De-prescribing is an integral part of good prescribing practice and patient care. It aims to maintain or improve quality of life through medication optimization. To ensure its success and safeguard patient health, it requires careful planning, monitoring, and a collaborative approach.

STOPP/START

  • STOPP (Screening Tool of Older Persons’ Prescriptions)
  • START (Screening Tool to Alert to Right Treatment)

STOPP/START are complementary tools designed to optimize medication use in older adults, particularly those with polypharmacy (the use of multiple medications). Developed to improve prescribing practices, these tools aim to reduce the incidence of adverse drug reactions, enhance patient outcomes, and promote the use of beneficial medications often under-prescribed in the elderly.

STOPP Criteria

The STOPP criteria list potentially inappropriate medications (PIMs) that should generally be avoided in older adults, or that should be used with caution under specific conditions. The criteria are organized by physiological systems for easier reference, including the cardiovascular, central nervous system, gastrointestinal, and renal systems among others. Examples of STOPP criteria include:

  • Tricyclic antidepressants in patients with a history of falls or fractures, due to their sedative and orthostatic hypotension effects.
  • Benzodiazepines in older adults with a history of falls, given their impact on cognitive function and balance.
  • Non-steroidal anti-inflammatory drugs (NSAIDs) in individuals with a history of peptic ulcer disease or chronic kidney disease, due to the increased risk of exacerbation.

START Criteria

Conversely, the START criteria identify instances where medications are likely to provide significant benefits but are underused in the elderly population. START focuses on ensuring that older adults receive medications indicated for their conditions in order to improve their quality of life and prevent complications. Examples include:

  • Statin therapy in patients with documented cardiovascular disease to reduce the risk of further cardiovascular events.
  • Osteoporosis treatment in patients with known osteoporosis or previous fragility fractures to reduce the risk of additional fractures.
  • Anticoagulation in patients with atrial fibrillation to prevent thromboembolic events.

Application in Clinical Practice

The STOPP/START criteria serve as a practical guide for clinicians, pharmacists, and healthcare providers involved in the care of older adults.
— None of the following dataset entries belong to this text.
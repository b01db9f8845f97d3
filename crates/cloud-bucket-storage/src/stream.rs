// Cloud Bucket - uniform object storage access
// Copyright (C) 2025 Cloud Bucket Contributors
//
// This program is free software: you can redistribute it and/or modify
// it under the terms of the GNU Affero General Public License as published
// by the Free Software Foundation, either version 3 of the License, or
// (at your option) any later version.
//
// This program is distributed in the hope that it will be useful,
// but WITHOUT ANY WARRANTY; without even the implied warranty of
// MERCHANTABILITY or FITNESS FOR A PARTICULAR PURPOSE. See the
// GNU Affero General Public License for more details.

//! Object read and write streams
//!
//! Writing to a remote object completes in two phases. Bytes written to an
//! [`ObjectWriter`] go through an in-process pipe to an upload task owned by
//! the driver. [`ObjectWriter::finish`] first closes the local side (all
//! bytes handed to the pipe), then waits until the upload task reports that
//! the backend has durably stored the object. Only then is the write done.
//!
//! ```no_run
//! use cloud_bucket_storage::{Bucket, MemoryDriver};
//! use tokio::io::AsyncWriteExt;
//!
//! # async fn run() -> cloud_bucket_storage::StorageResult<()> {
//! let bucket = Bucket::new(MemoryDriver::new("logs"));
//! let mut writer = bucket.create_write_stream("2024/app.log").await?;
//! writer.write_all(b"started\n").await?;
//! writer.finish().await?;
//! # Ok(())
//! # }
//! ```

use crate::error::{StorageError, StorageResult};
use std::future::Future;
use std::io;
use std::pin::Pin;
use std::task::{Context, Poll};
use tokio::io::{AsyncRead, AsyncWrite, AsyncWriteExt, DuplexStream};
use tokio::task::JoinHandle;

/// Readable stream over a remote object's content
pub type ObjectReader = Pin<Box<dyn AsyncRead + Send>>;

/// Pipe capacity between the writer and its upload task
pub const WRITE_PIPE_CAPACITY: usize = 256 * 1024;

/// Writable stream into a remote object
///
/// Dropping the writer without calling [`finish`](Self::finish) aborts the
/// upload task; no partial object is committed.
#[derive(Debug)]
pub struct ObjectWriter {
    sink: DuplexStream,
    upload: Option<JoinHandle<StorageResult<()>>>,
}

impl ObjectWriter {
    /// Spawn `upload` on the reading end of a fresh pipe and return the writing end
    pub fn spawn<F, Fut>(upload: F) -> Self
    where
        F: FnOnce(DuplexStream) -> Fut,
        Fut: Future<Output = StorageResult<()>> + Send + 'static,
    {
        let (sink, source) = tokio::io::duplex(WRITE_PIPE_CAPACITY);
        let handle = tokio::spawn(upload(source));
        ObjectWriter {
            sink,
            upload: Some(handle),
        }
    }

    /// Close the local side and wait for the backend to acknowledge the object
    pub async fn finish(mut self) -> StorageResult<()> {
        // Phase 1: every written byte is in the pipe and the reader sees EOF.
        let flushed = self.sink.shutdown().await;

        let handle = match self.upload.take() {
            Some(handle) => handle,
            None => return Err(StorageError::invalid_argument("write stream already finished")),
        };

        // Phase 2: the backend committed the object.
        let committed = match handle.await {
            Ok(result) => result,
            Err(e) => Err(StorageError::backend("upload task did not complete", e)),
        };

        // An upload failure usually explains a broken pipe, so report it first.
        committed?;
        flushed?;
        Ok(())
    }
}

impl Drop for ObjectWriter {
    fn drop(&mut self) {
        if let Some(handle) = self.upload.take() {
            handle.abort();
        }
    }
}

impl AsyncWrite for ObjectWriter {
    fn poll_write(
        mut self: Pin<&mut Self>,
        cx: &mut Context<'_>,
        buf: &[u8],
    ) -> Poll<io::Result<usize>> {
        Pin::new(&mut self.sink).poll_write(cx, buf)
    }

    fn poll_flush(mut self: Pin<&mut Self>, cx: &mut Context<'_>) -> Poll<io::Result<()>> {
        Pin::new(&mut self.sink).poll_flush(cx)
    }

    fn poll_shutdown(mut self: Pin<&mut Self>, cx: &mut Context<'_>) -> Poll<io::Result<()>> {
        Pin::new(&mut self.sink).poll_shutdown(cx)
    }
}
They are used in various settings, including primary care, hospital admissions, and long-term care facilities, to review and manage patients’ medication regimens. The application of these criteria involves:

  1. Reviewing Current Medications:
    • Assessing each medication a patient is taking against the STOPP criteria to identify any PIMs and consider alternatives or adjustments as necessary.
  2. Identifying Omissions:
    • Using the START criteria to ensure that patients are receiving all the medications indicated for their conditions.
  3. Collaborative Approach:
    • Involving a multidisciplinary team, including doctors, pharmacists, and nurses, to discuss and implement changes in the medication regimen.
  4. Patient Engagement:
    • Discuss potential changes with patients, consider their preferences, and educate them on the reasons for any alterations to their prescriptions.

Benefits and Limitations

The implementation of STOPP/START can lead to improved medication safety, reduced adverse drug events, and enhanced patient outcomes. However, its effectiveness depends on regular medication reviews and updates to the criteria based on current evidence and clinical guidelines. While STOPP/START provides a structured approach to medication review, it does not replace clinical judgment. Healthcare providers must consider individual patient factors, including comorbidities, preferences, and life expectancy, when applying these criteria.